L’ancien président de l’Apel départementale, devenu « chargé de mission » auprès de celle-ci afin de pouvoir continuer à propager la même bonne parole lénifiante, a pris la parole afin d’expliquer aux nouveaux parents à quoi servait l’Association des parents d’élèves de l’enseignement libre, dont il n’était pas peu fier de dire que, avec 860 000 familles adhérentes, elle est bien plus puissante que la FCPE. Pour faire quoi ?
« Le but de l’Apel, c’est que nos enfants aient du plaisir à venir à l’école. » Heu… Certes, mais encore ? Il est aussi de nous aider, nous les parents, a-t-il poursuivi, « à mieux comprendre les problèmes actuels qui peuvent survenir durant la croissance de notre enfant ». Ah ouais… Et une fois qu’on a pigé, on les adresse au Planning familial pour un complément d’information et, le cas échant, pour la suite des travaux pratiques ?

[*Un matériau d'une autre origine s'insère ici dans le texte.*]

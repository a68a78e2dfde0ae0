//! Numeric conversions.
//!
//! Numbers are scalars holding their printable form. Parsing is lenient the
//! way C's `%i` and `%lf` scanning is: leading blanks are skipped, the longest
//! numeric prefix wins and anything unparsable is zero.

/// Parse the integer prefix of `bytes`.
///
/// Accepts an optional sign, then `0x`/`0X` hex, a leading-`0` octal, or
/// decimal digits. Overflow wraps.
pub fn parse_int(bytes: &[u8]) -> i64 {
    let mut rest = trim_start(bytes);

    let negative = match rest.first() {
        Some(b'-') => {
            rest = &rest[1..];
            true
        }
        Some(b'+') => {
            rest = &rest[1..];
            false
        }
        _ => false,
    };

    let (radix, digits) = match rest {
        [b'0', b'x' | b'X', d, ..] if d.is_ascii_hexdigit() => (16, &rest[2..]),
        [b'0', ..] => (8, rest),
        _ => (10, rest),
    };

    let mut value: i64 = 0;
    for &b in digits {
        let Some(digit) = char::from(b).to_digit(radix) else {
            break;
        };
        value = value
            .wrapping_mul(i64::from(radix))
            .wrapping_add(i64::from(digit));
    }

    if negative {
        value.wrapping_neg()
    } else {
        value
    }
}

/// Parse the floating-point prefix of `bytes`.
pub fn parse_real(bytes: &[u8]) -> f64 {
    let rest = trim_start(bytes);
    let len = real_prefix_len(rest);

    std::str::from_utf8(&rest[..len])
        .ok()
        .and_then(|text| text.parse::<f64>().ok())
        .unwrap_or(0.0)
}

/// Printable form of an integer.
pub fn format_int(value: i64) -> String {
    value.to_string()
}

/// Printable form of a real: fixed notation, six decimals.
pub fn format_real(value: f64) -> String {
    if value.is_nan() {
        return String::from("nan");
    }
    format!("{value:.6}")
}

fn trim_start(bytes: &[u8]) -> &[u8] {
    let start = bytes
        .iter()
        .position(|b| !b.is_ascii_whitespace())
        .unwrap_or(bytes.len());
    &bytes[start..]
}

/// Length of the longest prefix shaped like a decimal float, or of a
/// leading `inf`/`infinity`/`nan` word.
fn real_prefix_len(bytes: &[u8]) -> usize {
    let mut i = 0;
    if matches!(bytes.first(), Some(b'+' | b'-')) {
        i += 1;
    }

    for word in [&b"infinity"[..], b"inf", b"nan"] {
        let end = i + word.len();
        if bytes.len() >= end && bytes[i..end].eq_ignore_ascii_case(word) {
            return end;
        }
    }

    let int_digits = count_digits(&bytes[i..]);
    i += int_digits;

    let mut frac_digits = 0;
    if bytes.get(i) == Some(&b'.') {
        frac_digits = count_digits(&bytes[i + 1..]);
        if int_digits > 0 || frac_digits > 0 {
            i += 1 + frac_digits;
        }
    }

    if int_digits == 0 && frac_digits == 0 {
        return 0;
    }

    if matches!(bytes.get(i), Some(b'e' | b'E')) {
        let mut j = i + 1;
        if matches!(bytes.get(j), Some(b'+' | b'-')) {
            j += 1;
        }
        let exp_digits = count_digits(&bytes[j.min(bytes.len())..]);
        if exp_digits > 0 {
            i = j + exp_digits;
        }
    }

    i
}

fn count_digits(bytes: &[u8]) -> usize {
    bytes.iter().take_while(|b| b.is_ascii_digit()).count()
}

Mais sur l’enseignement qu’ils reçoivent, on dit quoi ? Rien, ce n’est pas du ressort des Apel. Sur la directrice qui envoie aux pelotes les parents juste soucieux de la scolarité de leur enfant, au point d’avoir lancé à un papa extrêmement poli qui s’enquerrait juste de savoir si Molière était encore enseigné : « Vous pouvez faire comme ces parents qui retirent leurs enfants et les inscrivent au Cned ! » On en a déduit que Molière n’était plus enseigné, mais, sur la question précise, on attend toujours la réponse.
A l’Apel, le mot d’ordre est « pas de vagues ». On ne dit rien sur rien, rien non plus sur les textes qui sont appliqués quand ça correspond à la sensibilité de la directrice – sur l’écologie, par exemple, au point qu’au primaire, j’ai cru que mon fils était en train de passer un master en développement durable (sans, hélas, le côté pratique de la chose qui aurait été de sortir à ma place, aux bons jours et aux bonnes heures, les poubelles de différentes couleurs) – mais qui ne le sont pas quand ça contrevient à ladite sensibilité.

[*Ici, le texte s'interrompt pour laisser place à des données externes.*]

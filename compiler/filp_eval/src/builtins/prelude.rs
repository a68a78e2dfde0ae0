//! Library words written in filp, run once the natives exist.

pub(super) const PRELUDE: &[&str] = &[
    "/tpop { /_ # = } set",
    "/tpush { $_ } set",
    "/clean { { pop } foreach } set",
    "/chop { dup length 1 - 1 # substr } set",
    "/sort { array asort adump } set",
    "/filp_doc [ hash =",
    "/setdoc { /filp_doc 2 rot 3 rot hset } set",
    "/getdoc { /filp_doc swap hget } set",
    "/#= { # = } set",
    "/not { { false } { true } ifelse } set",
    "/ne { eq not } set",
    "/ge { lt not } set",
    "/le { gt not } set",
    "/!= { == not } set",
    "/<= { > not } set",
    "/>= { < not } set",
    "/++ { 1 += } set",
    "/-- { 1 -= } set",
    "/abs { dup 0 < { -1 * } if } set",
];
//! Special variables bound at start-up.

use filp_core::{ErrorKind, IntCell, Register, StringCell, ValueData, ValueId};

use super::Interpreter;

const REGISTERS: [(&str, Register); 7] = [
    ("filp_stack_size", Register::StackSize),
    ("filp_stack_elems", Register::StackElems),
    ("filp_val_account", Register::ValAccount),
    ("filp_sym_account", Register::SymAccount),
    ("filp_real", Register::Real),
    ("filp_bareword", Register::Bareword),
    ("filp_error", Register::Error),
];

pub(super) fn bind(interp: &mut Interpreter, args: &[String]) {
    for (name, register) in REGISTERS {
        interp.bind(name, ValueData::ExtInt(IntCell::Register(register)));
    }
    interp.bind(
        "filp_error_info",
        ValueData::ExtString(StringCell::ErrorInfo),
    );
    interp.bind("filp_version", ValueData::ExtString(StringCell::Version));

    let machine = &mut interp.machine;

    // Indexed by error code.
    let messages: Vec<ValueId> = ErrorKind::ALL
        .iter()
        .map(|kind| machine.heap.scalar(kind.message().as_bytes()))
        .collect();
    let strings = machine.heap.array_from(&messages);

    let argv: Vec<ValueId> = args
        .iter()
        .map(|arg| machine.heap.scalar(arg.as_bytes()))
        .collect();
    let argv = machine.heap.array_from(&argv);

    for (name, v) in [(&b"filp_error_strings"[..], strings), (&b"ARGV"[..], argv)] {
        if let Err(kind) = machine.define(name, v) {
            tracing::debug!(%kind, "special variable not set");
        }
    }
}
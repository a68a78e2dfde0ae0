//! filp evaluation - tokenizer, executor and core word library.
//!
//! filp is a small stack-based language in reverse Polish notation meant
//! to be embedded in a host program. The host creates an [`Interpreter`],
//! binds its own natives and variables, and feeds it source text.
//!
//! ```text
//! let mut interp = Interpreter::new();
//! interp.execute("/x 3 = $x $x *");
//! assert_eq!(interp.pop_int(), 9);
//! ```
//!
//! # Debug Environment Variables
//!
//! - `RUST_LOG=filp_eval=debug`: registration, loading and prelude events.
//! - `RUST_LOG=filp_eval=trace`: every dispatched token.
//! - `RUST_LOG=filp_core=debug`: full sweeps and symbol lifetimes.

mod builtins;
mod exec;
mod interpreter;
mod loader;
mod report;
mod status;

use std::sync::Once;

pub use filp_core::{ErrorKind, HostFile, Kind, StackOverflow, SymbolRemoval, ValueId};
pub use interpreter::{Interpreter, InterpreterBuilder, NativeFn};
pub use loader::{FsLoader, MemoryLoader, SourceLoader};
pub use report::ErrorReport;
pub use status::Status;

static TRACING_INIT: Once = Once::new();

/// Install a `tracing` subscriber filtered by `RUST_LOG`.
///
/// Does nothing when `RUST_LOG` is unset. Safe to call more than once.
pub fn init_tracing() {
    TRACING_INIT.call_once(|| {
        use tracing_subscriber::{fmt, prelude::*, EnvFilter};

        if std::env::var("RUST_LOG").is_ok() {
            tracing_subscriber::registry()
                .with(fmt::layer().with_target(true).with_level(true))
                .with(EnvFilter::from_default_env())
                .init();
        }
    });
}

Ainsi l’apprentissage de la Marseillaise, obligatoire depuis la loi Fillon de 2005 (grâce au dépôt d’un amendement par Jérôme Rivière, alors député UMP) et qui doit avoir lieu en cycle 3 (entre le CM1 et la 6 e ), n’est-il pas pratiqué dans cet établissement dont la directrice du primaire, à qui j’en faisais la remarque, m’a répondu : « Vous ne voulez pas aussi qu’ils procèdent au lever des couleurs ? » Chiche !
Dernière anecdote mais il y en aurait mille. Pour prendre connaissances des notes et devoirs à faire, les parents disposent d’un accès internet au cahier de texte de leur progéniture. L’établissement utilise Gepi, un logiciel libre. Au début, je n’avais pas fait attention. Puis un jour, j’ai découvert que l’enfant dont je suis le « responsable légal » – papa ou maman, ça doit être trop compliqué – était de « genre masculin » ! Eh oui : sur Gepi, les enfants n’ont pas de sexe, ils ont un genre ! Et vas-y que la boîte catho où j’ai inscrit mon mouflet ne trouve rien à redire à cela puisqu’elle impose l’utilisation de Gepi à tous les parents, comme s’il n’existait pas d’autres logiciels moins imprégnés de la « théorie qui n’existe pas ».
Quelqu’un d’autre que moi rédigera désormais les procès-verbaux des réunions de l’Apel relatives aux barbecues, roses pour la Fête des mères, vide-greniers et autres lotos. Ça me libèrera du temps pour des activités plus utiles, comme de réfléchir à ce que je vais bien pouvoir faire de mon fils. Accessoirement, ça me permettra de dire enfin ma façon de penser à Madame la directrice ; puisque maintenant je n’engage plus l’Apel, je peux faire des vagues.